The Otay Press, which I have dozens of clippings of in my office as a result of previous work,  had several notices and articles about sheep. No doubt there are many more because then I was not specifically researching sheep. Below, I ignored the years and ordered the articles by month to sketch out the seasonality of sheep ranching. Here are some sheep entries from the The Otay Press:

“January 9, 1890. Between two and three thousand sheep are now grazing up the Otay Valley, and several thousand more are soon expected to arrive from Mexico, from whence they are driven to our border for lambing, thereby becoming American sheep and  avoiding the U.S. duty.  On Monday last several hundred of these sheep were driven to  the San Diego market for slaughter.

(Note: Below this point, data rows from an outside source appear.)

use serde::{Deserialize, Serialize};

/// Online mean and variance accumulator (Welford's algorithm).
pub struct Accumulator {
    n_vals: usize,
    mean: f64,
    diff_2_sum: f64,
}

#[derive(Debug, Serialize, Deserialize)]
pub struct AccumulatorReport {
    pub mean: f64,
    pub std_dev: f64,
}

impl Accumulator {
    pub fn new() -> Self {
        Self {
            n_vals: 0,
            mean: 0.0,
            diff_2_sum: 0.0,
        }
    }

    pub fn add(&mut self, val: f64) {
        self.n_vals += 1;

        let diff_a = val - self.mean;
        self.mean += diff_a / self.n_vals as f64;

        let diff_b = val - self.mean;
        self.diff_2_sum += diff_a * diff_b;
    }

    pub fn report(&self) -> AccumulatorReport {
        AccumulatorReport {
            mean: self.mean,
            std_dev: if self.n_vals > 1 {
                (self.diff_2_sum / (self.n_vals as f64 - 1.0)).sqrt()
            } else {
                f64::NAN
            },
        }
    }
}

February 20, 1890. The Mexicans who have been accustomed to drive their sheep into the United States before shearing time, in order to escape the duty on wool, are this year bringing less sheep across the line, as the new law of Mexico demands a tax of 35 cents per head on all sheep taken from Mexico into the United States.

February 27, 1890. Sheep men who have [tried to avoid the Mexican duty  payments], held a meeting last week, to draft resolutions petitioning President Diaz to  abate the tariff.

September 5, 1889.  About twenty Indian sheep-shearers from up the Otay were in town     on their ponies Sunday last.

In case you’d like to learn a romanticized version of those Indian sheep shearers, grab the sensational novel “Ramona” by Helen Hunt Jackson published in 1884. It details half-breed Ramona’s tragic love for Alessandro “the head of a group of itinerant Native American sheep shearers.”
Last year I interviewed descendants of Native American sheep shearers whose ancestors worked our very hills and valleys!